To understand why Jodhpur is known as "the blue city" you should wander away from the market places and new town, and head into the older quarters of Jodhpur. Here, under the centuries-old protection of Mehrangarh Fort, whose foundations were laid in 1459, on the orders of the city's founder, Rao Jodha, many of the houses are painted blue. That, obviously, explains why Jodhpur is known as "the blue city" but even experienced tour guides can't agree on the underlying reason as to why blue was chosen. Some say the colour is associated closely with the Brahmins, India's priestly caste, and the blue houses of the old city belong to families of that caste. Consequently, you might well hear the properties referred to as the 'Brahmin Houses'.
There's also an argument that termites are the real reason. Proponents of this theory believe that, historically, termites caused significant structural damage to a large number of the buildings of Jodhpur. The insects are said to have munched their way into the walls of dwellings and businesses. Residents struggled to get rid of the unwelcome guests, repelled them and discouraged their return and further damage by adding chemicals, including copper sulphate, to their standard whitewash. Those who promote the termite theory say that it's mere coincidence that many of the blue houses are owned by Brahmins, and that numerous families from other castes also live in blue-painted homes. Some even rubbish the theory that chemical compounds are added to the colourwash, swearing that Jodhpur is a fine example of an environmentally-friendly city.
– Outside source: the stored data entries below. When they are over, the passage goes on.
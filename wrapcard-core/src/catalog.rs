//! Loading categories and form values from JSON
//!
//! A category file holds either a single category object or a catalog:
//!
//! ```json
//! { "categories": [ { "id": "music", "title": "Top Artist", ... } ] }
//! ```
//!
//! Form value files are a flat object of field id → string or number.

use std::path::Path;

use serde::Deserialize;

use crate::error::{Error, Result};
use crate::types::{Category, FieldType, FormValue, FormValues};

#[derive(Deserialize)]
#[serde(untagged)]
enum CategoryFile {
    Catalog { categories: Vec<Category> },
    Single(Category),
}

/// Parse a category file's contents.
pub fn parse_categories(json: &str) -> Result<Vec<Category>> {
    let file: CategoryFile = serde_json::from_str(json)?;
    Ok(match file {
        CategoryFile::Catalog { categories } => categories,
        CategoryFile::Single(category) => vec![category],
    })
}

/// Load all categories from a JSON file.
pub fn load_categories(path: &Path) -> Result<Vec<Category>> {
    let content = std::fs::read_to_string(path)?;
    let categories = parse_categories(&content)?;
    tracing::debug!(path = %path.display(), count = categories.len(), "Loaded categories");
    Ok(categories)
}

/// Pick one category.
///
/// With an id, the category with that id is returned. Without one, a file
/// holding exactly one category yields it and anything else is an error.
pub fn pick_category(categories: Vec<Category>, id: Option<&str>) -> Result<Category> {
    match id {
        Some(id) => categories
            .into_iter()
            .find(|c| c.id.as_deref() == Some(id))
            .ok_or_else(|| Error::CategoryNotFound(id.to_string())),
        None => {
            let count = categories.len();
            let mut iter = categories.into_iter();
            match (iter.next(), count) {
                (Some(category), 1) => Ok(category),
                (None, _) => Err(Error::Config("category file is empty".to_string())),
                _ => Err(Error::Config(format!(
                    "category file holds {} categories; choose one by id",
                    count
                ))),
            }
        }
    }
}

/// Parse a form values file's contents.
///
/// Only strings and numbers are accepted; `null` entries are skipped.
pub fn parse_form_values(json: &str) -> Result<FormValues> {
    let raw: serde_json::Map<String, serde_json::Value> = serde_json::from_str(json)?;
    let mut values = FormValues::new();

    for (field, value) in raw {
        match value {
            serde_json::Value::String(s) => values.insert(field, FormValue::Text(s)),
            serde_json::Value::Number(n) => values.insert(field, FormValue::Number(n)),
            serde_json::Value::Null => {}
            other => {
                return Err(Error::InvalidFormValue {
                    field,
                    message: format!("expected a string or number, got {}", json_kind(&other)),
                })
            }
        }
    }

    Ok(values)
}

/// Load form values from a JSON file.
pub fn load_form_values(path: &Path) -> Result<FormValues> {
    let content = std::fs::read_to_string(path)?;
    parse_form_values(&content)
}

/// Parse an `id=value` assignment against a category.
///
/// Values for `number` fields become numbers when they parse as one; every
/// other field keeps the text exactly as given.
pub fn parse_assignment(assignment: &str, category: &Category) -> Result<(String, FormValue)> {
    let (id, value) = assignment.split_once('=').ok_or_else(|| Error::InvalidFormValue {
        field: assignment.to_string(),
        message: "expected id=value".to_string(),
    })?;

    let id = id.trim();
    if id.is_empty() {
        return Err(Error::InvalidFormValue {
            field: assignment.to_string(),
            message: "field id is empty".to_string(),
        });
    }

    let is_number_field = category
        .fields
        .iter()
        .any(|f| f.id == id && f.field_type == FieldType::Number);

    let value = match serde_json::from_str::<serde_json::Number>(value.trim()) {
        Ok(n) if is_number_field => FormValue::Number(n),
        _ => FormValue::Text(value.to_string()),
    };

    Ok((id.to_string(), value))
}

fn json_kind(value: &serde_json::Value) -> &'static str {
    match value {
        serde_json::Value::Null => "null",
        serde_json::Value::Bool(_) => "boolean",
        serde_json::Value::Number(_) => "number",
        serde_json::Value::String(_) => "string",
        serde_json::Value::Array(_) => "array",
        serde_json::Value::Object(_) => "object",
    }
}
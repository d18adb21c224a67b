use std::fs;
use std::path::{Path, PathBuf};
use std::process::{Command, Output};
use tempfile::TempDir;

struct CliTestEnv {
    _temp_dir: TempDir,
    home: PathBuf,
    xdg_config: PathBuf,
    xdg_state: PathBuf,
    work: PathBuf,
}

impl CliTestEnv {
    fn new() -> Self {
        let temp_dir = TempDir::new().expect("failed to create temp dir");
        let base = temp_dir.path().to_path_buf();
        let home = base.join("home");
        let xdg_config = base.join("xdg-config");
        let xdg_state = base.join("xdg-state");
        let work = base.join("work");

        fs::create_dir_all(&home).expect("failed to create HOME");
        fs::create_dir_all(&xdg_config).expect("failed to create XDG_CONFIG_HOME");
        fs::create_dir_all(&xdg_state).expect("failed to create XDG_STATE_HOME");
        fs::create_dir_all(&work).expect("failed to create work dir");

        seed_catalog_fixture(&work);

        Self {
            _temp_dir: temp_dir,
            home,
            xdg_config,
            xdg_state,
            work,
        }
    }

    fn catalog(&self) -> String {
        self.work.join("categories.json").display().to_string()
    }

    fn write_config(&self, contents: &str) {
        let dir = self.xdg_config.join("wrapcard");
        fs::create_dir_all(&dir).expect("failed to create config dir");
        fs::write(dir.join("config.toml"), contents).expect("failed to write config");
    }
}

fn seed_catalog_fixture(work: &Path) {
    let source = PathBuf::from(env!("CARGO_MANIFEST_DIR"))
        .join("../wrapcard-core/tests/fixtures/categories.json");
    fs::copy(source, work.join("categories.json")).expect("failed to copy catalog fixture");
}

fn run(env: &CliTestEnv, args: &[&str]) -> Output {
    Command::new(PathBuf::from(assert_cmd::cargo::cargo_bin!("wrapcard")))
        .args(args)
        .env("HOME", &env.home)
        .env("XDG_CONFIG_HOME", &env.xdg_config)
        .env("XDG_STATE_HOME", &env.xdg_state)
        .output()
        .unwrap_or_else(|e| panic!("failed to execute wrapcard: {e}"))
}

fn assert_success(args: &[&str], output: &Output) {
    if output.status.success() {
        return;
    }

    let stdout = String::from_utf8_lossy(&output.stdout);
    let stderr = String::from_utf8_lossy(&output.stderr);
    panic!(
        "wrapcard {} failed\nstatus: {}\nstdout:\n{}\nstderr:\n{}",
        args.join(" "),
        output.status,
        stdout,
        stderr
    );
}

#[test]
fn text_export_renders_generic_card_with_placeholder() {
    let env = CliTestEnv::new();
    let catalog = env.catalog();
    let args = [
        "--category",
        catalog.as_str(),
        "--pick",
        "role",
        "--year",
        "2025",
        "--watermark",
        "WM",
    ];

    let output = run(&env, &args);
    assert_success(&args, &output);

    let stdout = String::from_utf8_lossy(&output.stdout);
    assert!(stdout.contains("2025 WRAPPED"), "got:\n{stdout}");
    assert!(stdout.contains("Role of the Year"));
    assert!(stdout.contains("Developer"));
    assert!(stdout.contains("• • •   WM"));
}

#[test]
fn html_export_uses_set_values_and_user() {
    let env = CliTestEnv::new();
    let catalog = env.catalog();
    let args = [
        "--category",
        catalog.as_str(),
        "--pick",
        "albums",
        "--set",
        "album1=Kid A",
        "--set",
        "album4=Amnesiac",
        "--user",
        "jo",
        "--export",
        "html",
    ];

    let output = run(&env, &args);
    assert_success(&args, &output);

    let stdout = String::from_utf8_lossy(&output.stdout);
    assert!(stdout.starts_with("<div id=\"wrapped-card-"));
    assert!(stdout.contains("data-layout=\"list\""));
    assert!(stdout.contains("<span class=\"wrapped-row-value\">Kid A</span>"));
    assert!(stdout.contains("<span class=\"wrapped-row-value\">Amnesiac</span>"));
    assert!(stdout.contains("by jo • "));
}

#[test]
fn json_export_written_to_file_with_config_watermark() {
    let env = CliTestEnv::new();
    env.write_config("[card]\nyear = 2030\nwatermark = \"FROM CONFIG\"\n");
    let catalog = env.catalog();
    let out_path = env.work.join("card.json").display().to_string();
    let args = [
        "--category",
        catalog.as_str(),
        "--pick",
        "role",
        "--set",
        "commits=42",
        "--export",
        "json",
        "--output",
        out_path.as_str(),
    ];

    let output = run(&env, &args);
    assert_success(&args, &output);

    let contents = fs::read_to_string(&out_path).expect("output file");
    let json: serde_json::Value = serde_json::from_str(&contents).expect("valid json");
    assert_eq!(json["view"]["header"]["label"], "2030 WRAPPED");
    assert_eq!(json["view"]["footer"]["watermark"], "FROM CONFIG");
    assert_eq!(json["view"]["body"]["stat"]["value"], "42");
}

#[test]
fn set_numeric_text_stays_text() {
    let env = CliTestEnv::new();
    let catalog = env.catalog();
    let args = [
        "--category",
        catalog.as_str(),
        "--pick",
        "role",
        "--set",
        "role=0",
        "--export",
        "json",
    ];

    let output = run(&env, &args);
    assert_success(&args, &output);

    let json: serde_json::Value =
        serde_json::from_slice(&output.stdout).expect("valid json on stdout");
    assert_eq!(json["view"]["body"]["headline"], "0");
}

#[test]
fn unknown_export_format_fails() {
    let env = CliTestEnv::new();
    let catalog = env.catalog();
    let args = [
        "--category",
        catalog.as_str(),
        "--pick",
        "role",
        "--export",
        "pdf",
    ];

    let output = run(&env, &args);
    assert!(!output.status.success());
    let stderr = String::from_utf8_lossy(&output.stderr);
    assert!(stderr.contains("Unknown export format: pdf"), "got:\n{stderr}");
}

#[test]
fn catalog_without_pick_is_rejected() {
    let env = CliTestEnv::new();
    let catalog = env.catalog();
    let args = ["--category", catalog.as_str()];

    let output = run(&env, &args);
    assert!(!output.status.success());
    let stderr = String::from_utf8_lossy(&output.stderr);
    assert!(stderr.contains("failed to select category"), "got:\n{stderr}");
}
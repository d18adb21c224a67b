//! wrapcard - Wrapped card renderer CLI
//!
//! Render a Spotify Wrapped-style summary card from a category definition
//! and the values entered for it.

use std::path::PathBuf;

use anyhow::{Context, Result};
use clap::Parser;
use wrapcard_core::catalog::{load_categories, load_form_values, parse_assignment, pick_category};
use wrapcard_core::{html, text, CardRenderer, Config, FormValues, RenderInput, RenderedCard};

#[derive(Parser, Debug)]
#[command(name = "wrapcard")]
#[command(about = "Render a wrapped-style summary card")]
#[command(version)]
struct Args {
    /// Category file (a single category or a catalog of categories)
    #[arg(long)]
    category: PathBuf,

    /// Category id to use when the file holds a catalog
    #[arg(long)]
    pick: Option<String>,

    /// Form values file (JSON object of field id to string or number)
    #[arg(long)]
    values: Option<PathBuf>,

    /// Set a single form value (format: id=value); applied after --values
    #[arg(long = "set", value_name = "ID=VALUE")]
    assignments: Vec<String>,

    /// Image URL shown on the card
    #[arg(long)]
    image: Option<String>,

    /// User name shown in the footer
    #[arg(long)]
    user: Option<String>,

    /// Year label (default: from config, else the current year)
    #[arg(long)]
    year: Option<String>,

    /// Footer watermark (default: from config)
    #[arg(long)]
    watermark: Option<String>,

    /// Export format (html = fragment, document = standalone page, json, text)
    #[arg(long, default_value = "text")]
    export: String,

    /// Write output to this file instead of stdout
    #[arg(long)]
    output: Option<PathBuf>,
}

fn main() -> Result<()> {
    let args = Args::parse();

    let config = Config::load().context("failed to load configuration")?;
    let _log_guard = wrapcard_core::logging::init(&config.logging).ok();

    let categories = load_categories(&args.category)
        .with_context(|| format!("failed to load categories from {}", args.category.display()))?;
    let category =
        pick_category(categories, args.pick.as_deref()).context("failed to select category")?;

    let mut values = match &args.values {
        Some(path) => load_form_values(path)
            .with_context(|| format!("failed to load form values from {}", path.display()))?,
        None => FormValues::new(),
    };
    for assignment in &args.assignments {
        let (id, value) = parse_assignment(assignment, &category)
            .with_context(|| format!("invalid --set value: {}", assignment))?;
        values.insert(id, value);
    }

    let mut settings = config.card_settings();
    if let Some(year) = args.year {
        settings.year_label = year;
    }
    if let Some(watermark) = args.watermark {
        settings.watermark = watermark;
    }

    let renderer = CardRenderer::new(settings);
    let input = RenderInput::new(&category, &values)
        .with_image(args.image.as_deref())
        .with_user(args.user.as_deref());
    let card = renderer.render(&input);

    tracing::info!(
        handle = %card.handle.id,
        layout = card.view.layout().as_str(),
        export = %args.export,
        "Rendered card"
    );

    let output = match args.export.as_str() {
        "html" => html::render_fragment(&card),
        "document" => html::render_document(&card),
        "json" => export_json(&card)?,
        "text" => text::render_text(&card),
        other => anyhow::bail!(
            "Unknown export format: {}. Use 'html', 'document', 'json' or 'text'",
            other
        ),
    };

    match &args.output {
        Some(path) => {
            std::fs::write(path, &output)
                .with_context(|| format!("failed to write {}", path.display()))?;
            eprintln!("Card {} written to {}", card.handle.id, path.display());
        }
        None => print!("{}", output),
    }

    Ok(())
}

fn export_json(card: &RenderedCard) -> Result<String> {
    let mut json = serde_json::to_string_pretty(card)?;
    json.push('\n');
    Ok(json)
}
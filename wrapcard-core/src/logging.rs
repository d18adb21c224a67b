//! Logging infrastructure for wrapcard
//!
//! Logs are written to `~/.local/state/wrapcard/wrapcard.log` following XDG standards.

use crate::config::{Config, LoggingConfig};
use std::path::PathBuf;
use tracing_appender::rolling::{RollingFileAppender, Rotation};
use tracing_subscriber::{
    fmt::{self, format::FmtSpan},
    layer::SubscriberExt,
    util::SubscriberInitExt,
    EnvFilter,
};

/// Initialize the logging system
///
/// Sets up tracing with:
/// - File output to XDG state directory
/// - Daily rotation, keeping at most `max_files` files
/// - Configurable log level via config or RUST_LOG env var
pub fn init(config: &LoggingConfig) -> crate::error::Result<LoggingGuard> {
    let log_dir = Config::state_dir();

    std::fs::create_dir_all(&log_dir)?;

    let file_appender = RollingFileAppender::builder()
        .rotation(Rotation::DAILY)
        .filename_prefix("wrapcard")
        .filename_suffix("log")
        .max_log_files(config.max_files.max(1))
        .build(&log_dir)
        .map_err(|e| crate::error::Error::Config(format!("failed to create log file: {}", e)))?;

    let (non_blocking, guard) = tracing_appender::non_blocking(file_appender);

    let filter =
        EnvFilter::try_from_default_env().unwrap_or_else(|_| EnvFilter::new(&config.level));

    let file_layer = fmt::layer()
        .with_writer(non_blocking)
        .with_ansi(false)
        .with_target(true)
        .with_file(true)
        .with_line_number(true);

    tracing_subscriber::registry()
        .with(filter)
        .with(file_layer)
        .try_init()
        .map_err(|e| crate::error::Error::Config(format!("failed to install logger: {}", e)))?;

    tracing::info!(
        log_dir = %log_dir.display(),
        level = %config.level,
        "Logging initialized"
    );

    Ok(LoggingGuard { _guard: guard })
}

/// Initialize logging for tests (logs to stdout)
pub fn init_test() {
    let _ = tracing_subscriber::fmt()
        .with_env_filter(EnvFilter::from_default_env())
        .with_test_writer()
        .with_span_events(FmtSpan::CLOSE)
        .try_init();
}

/// Guard that keeps the logging system alive
///
/// When dropped, flushes any pending log writes.
pub struct LoggingGuard {
    _guard: tracing_appender::non_blocking::WorkerGuard,
}

/// Returns the log file path
pub fn log_file_path() -> PathBuf {
    Config::log_path()
}

#[cfg(test)]
mod tests {
    use super::*;

    #[test]
    fn test_log_file_path() {
        let path = log_file_path();
        assert!(path.ends_with("wrapcard.log"));
    }
}
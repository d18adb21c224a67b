//! Plain-text output for terminals.

use std::fmt::Write as _;

use crate::render::{CardBody, HeaderBadge, RenderedCard};

const BOX_WIDTH: usize = 60;

/// Render the card as a boxed block of terminal text.
pub fn render_text(card: &RenderedCard) -> String {
    let view = &card.view;
    let mut out = String::new();

    let badge = match &view.header.badge {
        HeaderBadge::Pulse => String::new(),
        HeaderBadge::Ordinal(text) => format!(" {}", text),
    };
    let heading = format!("{}{}", view.header.label, badge);

    let _ = writeln!(out);
    let _ = writeln!(out, "╭{}╮", "─".repeat(BOX_WIDTH));
    let _ = writeln!(out, "│{:^width$}│", heading, width = BOX_WIDTH);
    let _ = writeln!(out, "│{:^width$}│", view.header.title, width = BOX_WIDTH);
    let _ = writeln!(out, "╰{}╯", "─".repeat(BOX_WIDTH));
    let _ = writeln!(out);

    match &view.body {
        CardBody::Generic(body) => {
            if let Some(image) = &body.image {
                let _ = writeln!(out, "   [image] {}", image.url);
                let _ = writeln!(out);
            }
            if let Some(headline) = &body.headline {
                let _ = writeln!(out, "   {}", headline);
            }
            if let Some(stat) = &body.stat {
                let _ = writeln!(out);
                let _ = writeln!(out, "   {}", stat.value);
                let _ = writeln!(out, "   {}", stat.caption.to_uppercase());
            }
            if let Some(quote) = &body.quote {
                let _ = writeln!(out);
                let _ = writeln!(out, "   │ \"{}\"", quote);
            }
        }
        CardBody::List(body) => {
            for row in &body.rows {
                let _ = writeln!(out, "   {:<4} {}", row.ordinal, row.display_value());
            }
        }
    }

    let markers = vec!["•"; view.footer.markers].join(" ");
    let _ = writeln!(out);
    let _ = writeln!(out, "   {}   {}", markers, view.footer.caption());
    let _ = writeln!(out);

    out
}

#[cfg(test)]
mod tests {
    use super::*;
    use crate::gradients::GradientTable;
    use crate::render::{render, CardSettings};
    use crate::types::{Category, Field, FieldType, FormValues, RenderInput};

    fn settings() -> CardSettings {
        CardSettings {
            year_label: "2025".to_string(),
            watermark: "WRAPCARD".to_string(),
            gradients: GradientTable::builtin(),
        }
    }

    fn category(ids: &[&str], field_type: FieldType) -> Category {
        Category {
            id: None,
            title: "Top Picks".to_string(),
            gradient: "neon".to_string(),
            fields: ids
                .iter()
                .map(|id| Field {
                    id: id.to_string(),
                    field_type,
                    label: format!("{} label", id),
                    placeholder: None,
                })
                .collect(),
        }
    }

    #[test]
    fn test_generic_text() {
        let cat = category(&["song"], FieldType::Text);
        let values: FormValues = [("song", "Clair de Lune")].into_iter().collect();
        let input = RenderInput::new(&cat, &values).with_user(Some("ana"));
        let text = render_text(&render(&input, &settings()));

        assert!(text.contains("2025 WRAPPED"));
        assert!(text.contains("Top Picks"));
        assert!(text.contains("   Clair de Lune\n"));
        assert!(text.contains("• • •   by ana • WRAPCARD"));
    }

    #[test]
    fn test_list_text() {
        let cat = category(&["a", "b", "c", "d", "e"], FieldType::Text);
        let values: FormValues = [("a", "A"), ("e", "E")].into_iter().collect();
        let text = render_text(&render(&RenderInput::new(&cat, &values), &settings()));

        assert!(text.contains("2025 COLLECTION #5"));
        assert!(text.contains("   01   A\n"));
        assert!(text.contains("   02   ...\n"));
        assert!(text.contains("   03   ...\n"));
        assert!(!text.contains("   04 "));
        assert!(text.contains("   05   E\n"));
    }
}
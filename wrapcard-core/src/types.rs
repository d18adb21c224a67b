//! Core domain types for wrapcard
//!
//! These types describe what a card is built from: a [`Category`] schema
//! supplied by the host application, the [`FormValues`] a person typed into
//! that category's form, and the per-render [`RenderInput`] bundle.
//!
//! ## Terminology
//!
//! | Term | Definition |
//! |------|------------|
//! | **Category** | A themed set of form fields defining one wrapped-card type |
//! | **Field** | One input slot within a category (text, textarea, number) |
//! | **Form value** | What was entered for a field; a string or a number |
//! | **Present** | A value that is a non-empty string or a non-zero number |

use serde::{Deserialize, Serialize};
use std::collections::BTreeMap;
use std::fmt;

// ============================================
// Category schema
// ============================================

/// A themed card type: title, background gradient and its input fields.
#[derive(Debug, Clone, PartialEq, Serialize, Deserialize)]
pub struct Category {
    /// Identifier used to pick a category out of a catalog
    #[serde(default, skip_serializing_if = "Option::is_none")]
    pub id: Option<String>,
    /// Display title shown in the card header
    pub title: String,
    /// Key into the gradient table
    pub gradient: String,
    /// Input fields, in display order
    #[serde(default)]
    pub fields: Vec<Field>,
}

impl Category {
    /// Number of fields of type [`FieldType::Text`] (textarea excluded).
    pub fn text_field_count(&self) -> usize {
        self.fields
            .iter()
            .filter(|f| f.field_type == FieldType::Text)
            .count()
    }
}

/// One input slot within a category.
#[derive(Debug, Clone, PartialEq, Serialize, Deserialize)]
pub struct Field {
    /// Unique within the category
    pub id: String,
    #[serde(rename = "type")]
    pub field_type: FieldType,
    pub label: String,
    #[serde(default, skip_serializing_if = "Option::is_none")]
    pub placeholder: Option<String>,
}

impl Field {
    /// Returns the placeholder if it is set and non-empty.
    pub fn placeholder_text(&self) -> Option<&str> {
        self.placeholder.as_deref().filter(|p| !p.is_empty())
    }
}

/// Input kind of a field.
#[derive(Debug, Clone, Copy, PartialEq, Eq, Hash, Serialize, Deserialize)]
#[serde(rename_all = "lowercase")]
pub enum FieldType {
    /// Single-line text
    Text,
    /// Multi-line text
    Textarea,
    /// Numeric input
    Number,
    /// Any other input kind (date, select, ...); ignored by both layouts
    #[serde(other)]
    Other,
}

impl FieldType {
    /// Text and textarea fields both feed the generic layout's text slots.
    pub fn is_textual(&self) -> bool {
        matches!(self, FieldType::Text | FieldType::Textarea)
    }
}

// ============================================
// Form values
// ============================================

/// A value entered for a field.
#[derive(Debug, Clone, PartialEq, Serialize, Deserialize)]
#[serde(untagged)]
pub enum FormValue {
    Text(String),
    Number(serde_json::Number),
}

impl FormValue {
    /// Whether this value counts as entered.
    ///
    /// Empty strings and numeric zero are treated as "no value".
    pub fn is_present(&self) -> bool {
        match self {
            FormValue::Text(s) => !s.is_empty(),
            FormValue::Number(n) => n.as_f64().map(|v| v != 0.0).unwrap_or(true),
        }
    }
}

impl fmt::Display for FormValue {
    fn fmt(&self, f: &mut fmt::Formatter<'_>) -> fmt::Result {
        match self {
            FormValue::Text(s) => f.write_str(s),
            FormValue::Number(n) => write!(f, "{}", n),
        }
    }
}

impl From<&str> for FormValue {
    fn from(s: &str) -> Self {
        FormValue::Text(s.to_string())
    }
}

impl From<String> for FormValue {
    fn from(s: String) -> Self {
        FormValue::Text(s)
    }
}

impl From<i32> for FormValue {
    fn from(n: i32) -> Self {
        FormValue::Number(n.into())
    }
}

impl From<i64> for FormValue {
    fn from(n: i64) -> Self {
        FormValue::Number(n.into())
    }
}

/// Field id → entered value.
///
/// Ordered so that iteration (and therefore the card handle hash) is stable.
#[derive(Debug, Clone, Default, PartialEq, Serialize, Deserialize)]
#[serde(transparent)]
pub struct FormValues(BTreeMap<String, FormValue>);

impl FormValues {
    pub fn new() -> Self {
        Self::default()
    }

    pub fn insert(&mut self, id: impl Into<String>, value: impl Into<FormValue>) {
        self.0.insert(id.into(), value.into());
    }

    /// Raw lookup, regardless of presence.
    pub fn get(&self, id: &str) -> Option<&FormValue> {
        self.0.get(id)
    }

    /// Lookup that only yields values which count as entered.
    pub fn present(&self, id: &str) -> Option<&FormValue> {
        self.0.get(id).filter(|v| v.is_present())
    }

    pub fn iter(&self) -> impl Iterator<Item = (&String, &FormValue)> {
        self.0.iter()
    }

    pub fn len(&self) -> usize {
        self.0.len()
    }

    pub fn is_empty(&self) -> bool {
        self.0.is_empty()
    }
}

impl<K: Into<String>, V: Into<FormValue>> FromIterator<(K, V)> for FormValues {
    fn from_iter<I: IntoIterator<Item = (K, V)>>(iter: I) -> Self {
        Self(
            iter.into_iter()
                .map(|(k, v)| (k.into(), v.into()))
                .collect(),
        )
    }
}

// ============================================
// Render input
// ============================================

/// Everything one render needs from the caller.
///
/// Borrowed for the duration of a render; the renderer never mutates it.
#[derive(Debug, Clone, Copy)]
pub struct RenderInput<'a> {
    pub category: &'a Category,
    pub form_values: &'a FormValues,
    pub image_url: Option<&'a str>,
    pub user_name: Option<&'a str>,
}

impl<'a> RenderInput<'a> {
    pub fn new(category: &'a Category, form_values: &'a FormValues) -> Self {
        Self {
            category,
            form_values,
            image_url: None,
            user_name: None,
        }
    }

    pub fn with_image(mut self, image_url: Option<&'a str>) -> Self {
        self.image_url = image_url;
        self
    }

    pub fn with_user(mut self, user_name: Option<&'a str>) -> Self {
        self.user_name = user_name;
        self
    }

    /// Image URL, if one was given and it is non-empty.
    pub fn image(&self) -> Option<&'a str> {
        self.image_url.filter(|u| !u.is_empty())
    }

    /// User name, if one was given and it is non-empty.
    pub fn user(&self) -> Option<&'a str> {
        self.user_name.filter(|u| !u.is_empty())
    }
}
Nothing but indigo, a natural dye, is the cause of the blue tint, they say. Ultimately there may be no way of establishing the true reason as to why the houses are blue. Strolling through the streets of the old town does, however, give you opportunities to peek into the homes. Many of the doorways remain open, allowing an insight into moments of everyday Rajasthani family life.
For an overview of Jodhpur, and the blue houses of the old town, nothing beats heading up to Mehrangarh Fort. A winding lane leads up the 125 metre high hill, on which the ancient fortress is built. The walls are 36-metre-high in places, providing additional elevation. From there you can look out and appreciate just how many of the houses in Jodhpur are blue. Not all cities deserve their sobriquets, but anyone looking out over the flat roofs of Jodhpur, from the perspective of the Meherangarh will realise that the term "the blue city" is indeed apt, whatever the true reason behind the prevalence of that colour.
Like most places in Rajasthan, Dal Baati Churma, a popular savoury, is eaten with relish. Jodhpur is popular for sweets like Laddoo and Mawa Kachori.
Bright colours are an integral part of the lives of the people in Jodhpur. The locals wear a variety of artistically designed costumes, aflame with bright colours and mirror work. The women folk wear wide gathered skirts and a hip-length jacket with three quarter length sleeves and the men sport colourful turbans on their heads! Jodhpur has a very strong tradition of folk art, where the figures are mainly robust warriors and dainty women. Paintings of the legendary lovers like Dhola-Maru on camelback and hunting scenes with innumerable horses and elephants dominate the paintings of the Marwar region.